**Stored items:**
---*---

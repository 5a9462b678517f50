//! Books and reviews.
//!
//! Listing reads go through the [`QueryCache`]; creates, deletes and existence
//! checks go straight to the database. Writes do not invalidate cached
//! listings, so a new book shows up in `list_books` once the cached entry
//! expires.

use sea_orm::sea_query::Expr;
use sea_orm::{
    ActiveModelTrait, ColumnTrait, DatabaseConnection, EntityTrait, NotSet, PaginatorTrait,
    QueryFilter, Set,
};
use serde::{Deserialize, Serialize};
use tracing::info;

use crate::auth::{AccountId, Activity, ActivityLog, Principal};
use crate::cache::{CacheBackend, QueryCache};
use crate::entity::{book, review};
use crate::error::{Error, Result};
use crate::util::now_db;

mod listing;

pub use listing::{BookListing, ReviewListing};

/// Fields of a book to add to the catalog.
#[derive(Debug, Clone, PartialEq, Serialize, Deserialize)]
pub struct NewBook {
    pub isbn: String,
    pub title: String,
    pub author: String,
    pub price: f32,
    pub descriptions: String,
    pub genre: String,
}

/// Fields of a review; the author comes from the acting principal.
#[derive(Debug, Clone, PartialEq, Serialize, Deserialize)]
pub struct NewReview {
    pub isbn: String,
    pub title: String,
    pub rating: f32,
    pub price: f32,
    pub descriptions: String,
}

#[derive(Debug, Clone)]
pub struct Catalog<B> {
    conn: DatabaseConnection,
    cache: QueryCache<B>,
    activity: ActivityLog,
}

impl<B> Catalog<B>
where
    B: CacheBackend,
{
    pub fn new(conn: DatabaseConnection, cache: QueryCache<B>) -> Self {
        Self {
            activity: ActivityLog::new(conn.clone()),
            conn,
            cache,
        }
    }

    pub fn cache(&self) -> &QueryCache<B> {
        &self.cache
    }

    pub async fn book_exists(&self, isbn: &str) -> Result<bool> {
        let count = book::Entity::find()
            .filter(book::Column::Isbn.eq(isbn))
            .count(&self.conn)
            .await?;
        Ok(count > 0)
    }

    /// Adds a book. The ISBN must not be in the catalog yet.
    pub async fn create_book(&self, actor: &Principal, new: NewBook) -> Result<book::Model> {
        if new.isbn.trim().is_empty() {
            return Err(Error::Validation("isbn must not be empty".into()));
        }
        if self.book_exists(&new.isbn).await? {
            return Err(Error::Validation("isbn already exists".into()));
        }

        let model = book::ActiveModel {
            isbn: Set(new.isbn),
            title: Set(new.title),
            author: Set(new.author),
            price: Set(new.price),
            descriptions: Set(new.descriptions),
            genre: Set(new.genre),
        }
        .insert(&self.conn)
        .await?;

        self.activity
            .record(actor.account_id, Activity::BookListed)
            .await?;

        info!(account_id = actor.account_id, isbn = %model.isbn, "book listed");
        Ok(model)
    }

    pub async fn list_books(&self) -> Result<Vec<book::Model>> {
        self.cache.list_cached(&self.conn, &BookListing::All).await
    }

    /// Zero or one book; an unknown ISBN is an empty list, not an error.
    pub async fn book_by_isbn(&self, isbn: &str) -> Result<Vec<book::Model>> {
        self.cache
            .list_cached(&self.conn, &BookListing::ByIsbn(isbn.to_owned()))
            .await
    }

    /// Adds a review by `actor` for a book already in the catalog.
    pub async fn create_review(&self, actor: &Principal, new: NewReview) -> Result<review::Model> {
        if new.isbn.trim().is_empty() {
            return Err(Error::Validation("isbn must not be empty".into()));
        }
        if !self.book_exists(&new.isbn).await? {
            return Err(Error::Validation("no book with this isbn".into()));
        }

        let model = review::ActiveModel {
            id: NotSet,
            isbn: Set(new.isbn),
            title: Set(new.title),
            rating: Set(new.rating),
            price: Set(new.price),
            descriptions: Set(new.descriptions),
            account_id: Set(actor.account_id),
            is_deleted: Set(false),
            created_at: Set(now_db()),
        }
        .insert(&self.conn)
        .await?;

        self.activity
            .record(actor.account_id, Activity::ReviewCreated)
            .await?;

        info!(account_id = actor.account_id, review_id = model.id, "review created");
        Ok(model)
    }

    /// Soft-deletes one of the actor's own reviews.
    ///
    /// Someone else's review, an unknown id and an already deleted review all
    /// fail with [`Error::NotFound`].
    pub async fn delete_review(&self, actor: &Principal, review_id: i32) -> Result<()> {
        let result = review::Entity::update_many()
            .col_expr(review::Column::IsDeleted, Expr::value(true))
            .filter(review::Column::Id.eq(review_id))
            .filter(review::Column::AccountId.eq(actor.account_id))
            .filter(review::Column::IsDeleted.eq(false))
            .exec(&self.conn)
            .await?;

        if result.rows_affected == 0 {
            return Err(Error::NotFound);
        }

        self.activity
            .record(actor.account_id, Activity::ReviewDeleted)
            .await?;

        info!(account_id = actor.account_id, review_id, "review deleted");
        Ok(())
    }

    pub async fn list_reviews(&self) -> Result<Vec<review::Model>> {
        self.cache.list_cached(&self.conn, &ReviewListing::All).await
    }

    pub async fn reviews_by_account(&self, account_id: AccountId) -> Result<Vec<review::Model>> {
        self.cache
            .list_cached(&self.conn, &ReviewListing::ByAccount(account_id))
            .await
    }

    pub async fn reviews_by_isbn(&self, isbn: &str) -> Result<Vec<review::Model>> {
        self.cache
            .list_cached(&self.conn, &ReviewListing::ByIsbn(isbn.to_owned()))
            .await
    }
}
use std::time::Duration;

use async_trait::async_trait;
use sea_orm::DbErr;
use serde::de::DeserializeOwned;
use serde::Serialize;
use tracing::debug;

use super::{CacheBackend, CacheKey};
use crate::error::{Error, Result};

/// How long a populated listing is served from the cache.
pub const DEFAULT_TTL: Duration = Duration::from_secs(5 * 60);

const DEFAULT_PREFIX: &str = "bookstore";

/// A listing read that can be served through [`QueryCache`].
///
/// The implementing value is the query descriptor: it is serialized into the
/// [`CacheKey`], so it must carry every parameter that affects the result and
/// nothing else. `S` is the store the query runs against, usually a Sea-ORM
/// `DatabaseConnection`.
#[async_trait]
pub trait ListingQuery<S>: Serialize + Send + Sync
where
    S: ?Sized + Sync,
{
    type Item: Serialize + DeserializeOwned + Send;

    /// Stable, human-readable name of the query, e.g. `books.by_isbn`.
    fn operation(&self) -> &'static str;

    /// Runs the query. Results come back in the store's order.
    async fn fetch(&self, store: &S) -> Result<Vec<Self::Item>, DbErr>;
}

/// Get-or-populate cache for listing queries.
///
/// A hit is decoded and returned without touching the store. A miss runs the
/// query, stores the MessagePack-encoded rows with a fixed TTL and returns
/// them. Entries are never updated in place or invalidated by writes, so a
/// listing can lag behind the store by up to one TTL.
///
/// Two concurrent misses on the same key both query the store and the last
/// write wins; both callers still get a correct result.
#[derive(Debug, Clone)]
pub struct QueryCache<B> {
    backend: B,
    ttl: Duration,
    prefix: String,
}

impl<B> QueryCache<B>
where
    B: CacheBackend,
{
    pub fn new(backend: B) -> Self {
        Self {
            backend,
            ttl: DEFAULT_TTL,
            prefix: DEFAULT_PREFIX.to_owned(),
        }
    }

    pub fn with_ttl(mut self, ttl: Duration) -> Self {
        self.ttl = ttl;
        self
    }

    /// Namespace for every key this cache writes, so several applications
    /// can share one backend.
    pub fn with_prefix(mut self, prefix: impl Into<String>) -> Self {
        self.prefix = prefix.into();
        self
    }

    pub fn ttl(&self) -> Duration {
        self.ttl
    }

    pub fn backend(&self) -> &B {
        &self.backend
    }

    /// Serves `query` from the cache, running it against `store` on a miss.
    ///
    /// A "no rows" error from the store becomes an empty list, which is cached
    /// like any other result. Any other store error, and any encode or decode
    /// failure, fails the call; nothing partial is returned or cached.
    pub async fn list_cached<S, Q>(&self, store: &S, query: &Q) -> Result<Vec<Q::Item>>
    where
        S: ?Sized + Sync,
        Q: ListingQuery<S>,
    {
        let key = CacheKey::new(&self.prefix, query.operation(), query)?;

        if let Some(data) = self.backend.get(key.as_str()).await? {
            debug!(key = %key, "listing cache hit");
            return rmp_serde::from_slice(&data).map_err(|e| Error::Decode(e.to_string()));
        }

        debug!(key = %key, "listing cache miss");
        let items = match query.fetch(store).await {
            Ok(items) => items,
            Err(DbErr::RecordNotFound(_)) => Vec::new(),
            Err(e) => return Err(e.into()),
        };

        let data = rmp_serde::to_vec(&items).map_err(|e| Error::Encode(e.to_string()))?;
        self.backend.set(key.as_str(), data, self.ttl).await?;

        debug!(key = %key, rows = items.len(), "listing cached");
        Ok(items)
    }
}
use std::sync::Arc;
use std::time::{Duration, Instant};

use async_trait::async_trait;
use dashmap::DashMap;

use super::CacheBackend;
use crate::error::Result;

#[derive(Clone, Debug)]
struct CachedEntry {
    data: Vec<u8>,
    /// `None` when the TTL reaches past what `Instant` can represent.
    expires_at: Option<Instant>,
}

impl CachedEntry {
    fn is_expired(&self, now: Instant) -> bool {
        self.expires_at.is_some_and(|expires_at| now >= expires_at)
    }
}

/// In-process cache backend on a concurrent map.
///
/// Clones share the same map. Expired entries are dropped lazily on read and
/// in bulk by [`MemoryCache::purge_expired`].
#[derive(Clone, Debug, Default)]
pub struct MemoryCache {
    entries: Arc<DashMap<String, CachedEntry>>,
}

impl MemoryCache {
    pub fn new() -> Self {
        Self::default()
    }

    /// Number of stored entries, expired ones included until purged.
    pub fn len(&self) -> usize {
        self.entries.len()
    }

    pub fn is_empty(&self) -> bool {
        self.entries.is_empty()
    }

    pub fn purge_expired(&self) {
        let now = Instant::now();
        self.entries.retain(|_, entry| !entry.is_expired(now));
    }
}

#[async_trait]
impl CacheBackend for MemoryCache {
    async fn get(&self, key: &str) -> Result<Option<Vec<u8>>> {
        let now = Instant::now();
        if let Some(entry) = self.entries.get(key) {
            if !entry.is_expired(now) {
                return Ok(Some(entry.data.clone()));
            }
        } else {
            return Ok(None);
        }

        self.entries.remove_if(key, |_, entry| entry.is_expired(now));
        Ok(None)
    }

    async fn set(&self, key: &str, value: Vec<u8>, ttl: Duration) -> Result<()> {
        let entry = CachedEntry {
            data: value,
            expires_at: Instant::now().checked_add(ttl),
        };
        self.entries.insert(key.to_owned(), entry);
        Ok(())
    }
}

---*---

**What the task asks:** What lines above contain the word "ReviewListing"? Please copy each one.

**Exercise answer:**
pub use listing::{BookListing, ReviewListing};
        self.cache.list_cached(&self.conn, &ReviewListing::All).await
            .list_cached(&self.conn, &ReviewListing::ByAccount(account_id))
            .list_cached(&self.conn, &ReviewListing::ByIsbn(isbn.to_owned()))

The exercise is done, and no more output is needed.